What to do:
Copy every line from the records that holds the word "caps".

[Collection entries]
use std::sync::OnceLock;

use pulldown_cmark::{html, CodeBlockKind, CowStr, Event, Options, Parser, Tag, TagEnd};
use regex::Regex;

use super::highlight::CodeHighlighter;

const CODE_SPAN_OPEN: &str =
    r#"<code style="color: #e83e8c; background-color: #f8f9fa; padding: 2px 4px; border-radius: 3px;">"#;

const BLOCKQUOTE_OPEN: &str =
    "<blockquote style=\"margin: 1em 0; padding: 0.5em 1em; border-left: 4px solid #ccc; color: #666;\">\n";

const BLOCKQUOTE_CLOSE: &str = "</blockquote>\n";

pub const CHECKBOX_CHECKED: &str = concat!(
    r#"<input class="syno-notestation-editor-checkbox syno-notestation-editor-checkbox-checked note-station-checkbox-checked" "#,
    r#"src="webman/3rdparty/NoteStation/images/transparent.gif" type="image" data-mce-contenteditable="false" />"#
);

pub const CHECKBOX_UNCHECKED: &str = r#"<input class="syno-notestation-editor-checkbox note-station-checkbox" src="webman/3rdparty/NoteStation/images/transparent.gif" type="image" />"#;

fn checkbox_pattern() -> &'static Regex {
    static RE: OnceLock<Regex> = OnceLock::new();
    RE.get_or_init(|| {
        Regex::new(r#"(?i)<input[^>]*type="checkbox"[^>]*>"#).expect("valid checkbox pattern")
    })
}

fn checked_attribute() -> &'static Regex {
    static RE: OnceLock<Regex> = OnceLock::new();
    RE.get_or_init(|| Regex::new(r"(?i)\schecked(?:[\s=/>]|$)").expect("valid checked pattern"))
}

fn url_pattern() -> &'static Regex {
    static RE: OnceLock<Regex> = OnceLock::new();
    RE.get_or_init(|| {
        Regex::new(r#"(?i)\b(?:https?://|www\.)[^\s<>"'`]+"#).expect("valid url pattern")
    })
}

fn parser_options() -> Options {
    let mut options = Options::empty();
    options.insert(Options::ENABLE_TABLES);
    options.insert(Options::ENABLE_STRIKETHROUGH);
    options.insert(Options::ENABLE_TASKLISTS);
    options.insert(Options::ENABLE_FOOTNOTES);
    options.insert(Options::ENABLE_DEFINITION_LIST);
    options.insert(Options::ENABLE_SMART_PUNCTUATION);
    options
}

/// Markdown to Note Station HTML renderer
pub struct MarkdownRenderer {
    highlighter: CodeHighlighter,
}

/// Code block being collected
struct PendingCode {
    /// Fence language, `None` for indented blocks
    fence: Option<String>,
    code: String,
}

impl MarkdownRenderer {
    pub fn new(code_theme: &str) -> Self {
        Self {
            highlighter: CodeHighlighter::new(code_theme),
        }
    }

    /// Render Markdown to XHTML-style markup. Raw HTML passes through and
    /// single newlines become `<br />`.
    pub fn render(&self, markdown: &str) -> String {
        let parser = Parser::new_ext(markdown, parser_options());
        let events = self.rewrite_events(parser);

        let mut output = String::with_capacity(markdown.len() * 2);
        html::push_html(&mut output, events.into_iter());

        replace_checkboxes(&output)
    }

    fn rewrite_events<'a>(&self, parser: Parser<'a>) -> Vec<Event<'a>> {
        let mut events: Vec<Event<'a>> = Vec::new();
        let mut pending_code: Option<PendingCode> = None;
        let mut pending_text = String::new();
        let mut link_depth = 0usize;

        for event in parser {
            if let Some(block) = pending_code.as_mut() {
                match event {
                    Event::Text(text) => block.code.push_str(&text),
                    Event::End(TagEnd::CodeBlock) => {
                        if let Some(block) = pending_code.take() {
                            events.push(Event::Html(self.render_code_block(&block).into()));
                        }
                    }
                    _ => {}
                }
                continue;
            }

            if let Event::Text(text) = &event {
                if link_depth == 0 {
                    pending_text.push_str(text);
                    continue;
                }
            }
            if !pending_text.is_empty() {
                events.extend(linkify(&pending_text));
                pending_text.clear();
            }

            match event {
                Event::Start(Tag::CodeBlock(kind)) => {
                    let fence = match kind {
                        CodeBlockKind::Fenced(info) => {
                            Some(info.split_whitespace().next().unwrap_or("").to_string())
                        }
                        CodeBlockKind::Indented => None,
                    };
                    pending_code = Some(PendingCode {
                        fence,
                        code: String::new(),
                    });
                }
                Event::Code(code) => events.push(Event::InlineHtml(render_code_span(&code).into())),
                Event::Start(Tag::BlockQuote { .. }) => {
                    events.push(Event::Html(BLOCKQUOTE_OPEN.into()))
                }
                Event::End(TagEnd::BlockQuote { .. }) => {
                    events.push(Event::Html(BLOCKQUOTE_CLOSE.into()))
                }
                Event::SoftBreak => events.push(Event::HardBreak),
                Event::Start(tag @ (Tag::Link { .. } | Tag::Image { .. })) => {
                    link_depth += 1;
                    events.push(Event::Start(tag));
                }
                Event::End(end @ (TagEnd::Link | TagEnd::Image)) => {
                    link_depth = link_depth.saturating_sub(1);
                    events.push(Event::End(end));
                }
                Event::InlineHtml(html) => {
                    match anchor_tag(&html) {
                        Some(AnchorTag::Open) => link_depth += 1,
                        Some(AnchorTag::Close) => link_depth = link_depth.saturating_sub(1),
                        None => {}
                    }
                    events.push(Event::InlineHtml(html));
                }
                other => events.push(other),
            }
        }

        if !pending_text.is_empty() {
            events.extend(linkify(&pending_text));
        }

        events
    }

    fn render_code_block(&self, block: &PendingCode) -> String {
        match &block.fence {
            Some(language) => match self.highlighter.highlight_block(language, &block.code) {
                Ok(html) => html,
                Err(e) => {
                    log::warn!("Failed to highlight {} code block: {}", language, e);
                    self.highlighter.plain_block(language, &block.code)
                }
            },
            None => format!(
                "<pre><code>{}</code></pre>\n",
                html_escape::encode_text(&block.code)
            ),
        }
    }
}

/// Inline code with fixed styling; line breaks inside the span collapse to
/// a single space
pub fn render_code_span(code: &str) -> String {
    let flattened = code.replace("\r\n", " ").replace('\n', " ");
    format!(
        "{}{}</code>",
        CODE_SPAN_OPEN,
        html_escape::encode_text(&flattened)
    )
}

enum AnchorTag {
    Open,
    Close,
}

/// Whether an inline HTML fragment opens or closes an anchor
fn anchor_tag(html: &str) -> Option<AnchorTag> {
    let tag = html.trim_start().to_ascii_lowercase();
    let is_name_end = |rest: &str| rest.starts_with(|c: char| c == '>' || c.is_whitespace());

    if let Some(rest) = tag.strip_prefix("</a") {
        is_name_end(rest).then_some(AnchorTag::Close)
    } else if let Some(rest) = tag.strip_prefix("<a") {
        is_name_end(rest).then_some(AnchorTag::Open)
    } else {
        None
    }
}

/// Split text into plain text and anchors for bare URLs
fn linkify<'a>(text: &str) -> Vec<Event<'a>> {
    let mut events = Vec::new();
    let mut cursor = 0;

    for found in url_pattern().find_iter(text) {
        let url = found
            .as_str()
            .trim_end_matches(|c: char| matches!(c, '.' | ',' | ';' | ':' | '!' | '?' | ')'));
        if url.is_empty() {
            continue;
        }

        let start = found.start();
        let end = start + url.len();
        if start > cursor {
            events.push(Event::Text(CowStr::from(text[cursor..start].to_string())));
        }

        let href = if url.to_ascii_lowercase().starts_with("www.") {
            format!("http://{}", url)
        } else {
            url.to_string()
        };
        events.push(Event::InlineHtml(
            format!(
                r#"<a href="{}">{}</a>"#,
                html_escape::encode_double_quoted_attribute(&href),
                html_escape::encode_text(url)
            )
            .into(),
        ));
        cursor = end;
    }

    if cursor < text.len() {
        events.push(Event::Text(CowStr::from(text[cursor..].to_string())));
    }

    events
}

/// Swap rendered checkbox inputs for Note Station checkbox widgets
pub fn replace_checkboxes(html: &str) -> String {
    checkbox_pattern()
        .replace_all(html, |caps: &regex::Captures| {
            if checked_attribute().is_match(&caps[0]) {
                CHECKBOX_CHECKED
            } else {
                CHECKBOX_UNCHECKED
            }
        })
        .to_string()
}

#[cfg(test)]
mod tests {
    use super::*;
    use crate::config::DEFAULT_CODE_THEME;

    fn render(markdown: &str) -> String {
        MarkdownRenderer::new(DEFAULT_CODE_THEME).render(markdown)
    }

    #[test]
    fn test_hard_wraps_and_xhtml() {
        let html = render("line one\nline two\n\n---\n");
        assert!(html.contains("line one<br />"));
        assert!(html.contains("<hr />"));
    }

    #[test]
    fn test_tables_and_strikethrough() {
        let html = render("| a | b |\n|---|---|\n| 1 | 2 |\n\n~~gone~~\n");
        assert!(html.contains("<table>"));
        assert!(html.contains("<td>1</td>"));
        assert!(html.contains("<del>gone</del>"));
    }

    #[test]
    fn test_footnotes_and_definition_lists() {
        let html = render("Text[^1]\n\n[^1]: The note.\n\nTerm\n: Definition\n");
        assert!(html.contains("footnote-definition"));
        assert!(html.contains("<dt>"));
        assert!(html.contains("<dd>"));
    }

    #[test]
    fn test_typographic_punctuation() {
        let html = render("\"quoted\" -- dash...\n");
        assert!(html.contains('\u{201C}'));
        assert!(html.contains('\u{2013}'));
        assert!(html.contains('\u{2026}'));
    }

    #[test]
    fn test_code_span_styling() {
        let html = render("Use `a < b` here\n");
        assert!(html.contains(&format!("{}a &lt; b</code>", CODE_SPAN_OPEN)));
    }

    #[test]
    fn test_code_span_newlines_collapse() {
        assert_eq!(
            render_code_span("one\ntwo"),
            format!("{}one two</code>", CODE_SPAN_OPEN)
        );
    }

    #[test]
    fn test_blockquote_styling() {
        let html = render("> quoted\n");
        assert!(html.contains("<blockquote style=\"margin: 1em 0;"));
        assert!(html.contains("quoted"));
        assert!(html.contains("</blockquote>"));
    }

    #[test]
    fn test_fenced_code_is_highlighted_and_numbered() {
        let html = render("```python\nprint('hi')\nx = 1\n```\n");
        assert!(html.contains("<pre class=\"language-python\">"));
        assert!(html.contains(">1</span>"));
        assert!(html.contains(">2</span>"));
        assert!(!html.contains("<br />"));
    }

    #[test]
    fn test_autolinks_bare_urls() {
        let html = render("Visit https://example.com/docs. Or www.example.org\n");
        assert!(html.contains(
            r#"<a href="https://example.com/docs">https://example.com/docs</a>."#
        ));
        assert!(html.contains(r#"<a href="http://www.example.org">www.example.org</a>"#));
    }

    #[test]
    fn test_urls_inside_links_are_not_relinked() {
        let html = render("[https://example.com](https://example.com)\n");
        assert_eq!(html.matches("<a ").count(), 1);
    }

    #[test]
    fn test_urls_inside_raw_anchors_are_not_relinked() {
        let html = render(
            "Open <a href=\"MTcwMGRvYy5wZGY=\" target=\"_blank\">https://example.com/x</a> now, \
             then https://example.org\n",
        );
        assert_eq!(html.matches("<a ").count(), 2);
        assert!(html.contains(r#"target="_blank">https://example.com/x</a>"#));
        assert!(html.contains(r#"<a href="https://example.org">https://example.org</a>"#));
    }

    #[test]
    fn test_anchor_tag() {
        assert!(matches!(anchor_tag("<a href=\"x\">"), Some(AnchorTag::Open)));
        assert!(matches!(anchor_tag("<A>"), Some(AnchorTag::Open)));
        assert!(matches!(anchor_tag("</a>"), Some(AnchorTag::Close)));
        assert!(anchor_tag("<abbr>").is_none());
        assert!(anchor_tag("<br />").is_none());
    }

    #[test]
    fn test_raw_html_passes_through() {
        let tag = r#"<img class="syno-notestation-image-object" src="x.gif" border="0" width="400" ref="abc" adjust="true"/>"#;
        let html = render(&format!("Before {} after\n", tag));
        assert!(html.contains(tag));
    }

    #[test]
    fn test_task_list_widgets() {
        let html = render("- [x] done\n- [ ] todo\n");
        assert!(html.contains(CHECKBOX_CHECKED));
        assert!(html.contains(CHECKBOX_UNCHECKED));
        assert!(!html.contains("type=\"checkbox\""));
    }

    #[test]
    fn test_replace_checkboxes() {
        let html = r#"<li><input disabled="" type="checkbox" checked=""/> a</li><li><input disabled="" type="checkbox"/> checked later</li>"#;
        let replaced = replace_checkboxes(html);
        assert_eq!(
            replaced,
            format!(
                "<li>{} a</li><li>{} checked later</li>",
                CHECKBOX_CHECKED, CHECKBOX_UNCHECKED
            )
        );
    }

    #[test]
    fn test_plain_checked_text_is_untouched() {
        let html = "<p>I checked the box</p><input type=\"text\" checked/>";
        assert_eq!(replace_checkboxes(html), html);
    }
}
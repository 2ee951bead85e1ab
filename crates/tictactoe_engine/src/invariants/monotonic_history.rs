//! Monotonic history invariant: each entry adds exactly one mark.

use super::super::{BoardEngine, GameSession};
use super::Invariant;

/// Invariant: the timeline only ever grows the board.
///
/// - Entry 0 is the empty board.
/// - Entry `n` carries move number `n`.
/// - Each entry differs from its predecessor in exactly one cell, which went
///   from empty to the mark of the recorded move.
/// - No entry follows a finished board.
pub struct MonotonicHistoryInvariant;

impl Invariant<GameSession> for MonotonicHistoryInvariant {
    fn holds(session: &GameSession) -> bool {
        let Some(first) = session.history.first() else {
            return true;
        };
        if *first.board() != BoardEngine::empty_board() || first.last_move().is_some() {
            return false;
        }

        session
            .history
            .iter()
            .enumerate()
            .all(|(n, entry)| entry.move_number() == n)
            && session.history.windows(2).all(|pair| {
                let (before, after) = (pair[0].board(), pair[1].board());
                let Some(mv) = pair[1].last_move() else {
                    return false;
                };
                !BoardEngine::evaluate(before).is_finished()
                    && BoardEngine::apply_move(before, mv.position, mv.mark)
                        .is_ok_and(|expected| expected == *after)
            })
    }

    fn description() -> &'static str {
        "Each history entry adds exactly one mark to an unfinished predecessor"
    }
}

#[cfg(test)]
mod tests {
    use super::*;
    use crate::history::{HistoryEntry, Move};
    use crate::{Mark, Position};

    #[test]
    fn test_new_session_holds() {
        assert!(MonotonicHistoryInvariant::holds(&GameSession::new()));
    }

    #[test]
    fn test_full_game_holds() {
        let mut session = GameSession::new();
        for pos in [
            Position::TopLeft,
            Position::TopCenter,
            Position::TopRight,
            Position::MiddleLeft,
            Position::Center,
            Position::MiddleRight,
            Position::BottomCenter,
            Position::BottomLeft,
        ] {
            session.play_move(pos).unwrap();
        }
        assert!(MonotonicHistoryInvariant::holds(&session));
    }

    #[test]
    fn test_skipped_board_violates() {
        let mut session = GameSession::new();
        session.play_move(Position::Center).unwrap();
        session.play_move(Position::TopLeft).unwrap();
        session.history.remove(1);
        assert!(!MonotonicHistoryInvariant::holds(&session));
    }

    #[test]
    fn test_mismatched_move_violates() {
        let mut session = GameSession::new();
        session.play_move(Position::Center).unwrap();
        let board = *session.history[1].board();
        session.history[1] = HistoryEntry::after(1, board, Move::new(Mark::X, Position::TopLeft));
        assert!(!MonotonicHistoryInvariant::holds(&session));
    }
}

Response box:
        .replace_all(html, |caps: &regex::Captures| {
            if checked_attribute().is_match(&caps[0]) {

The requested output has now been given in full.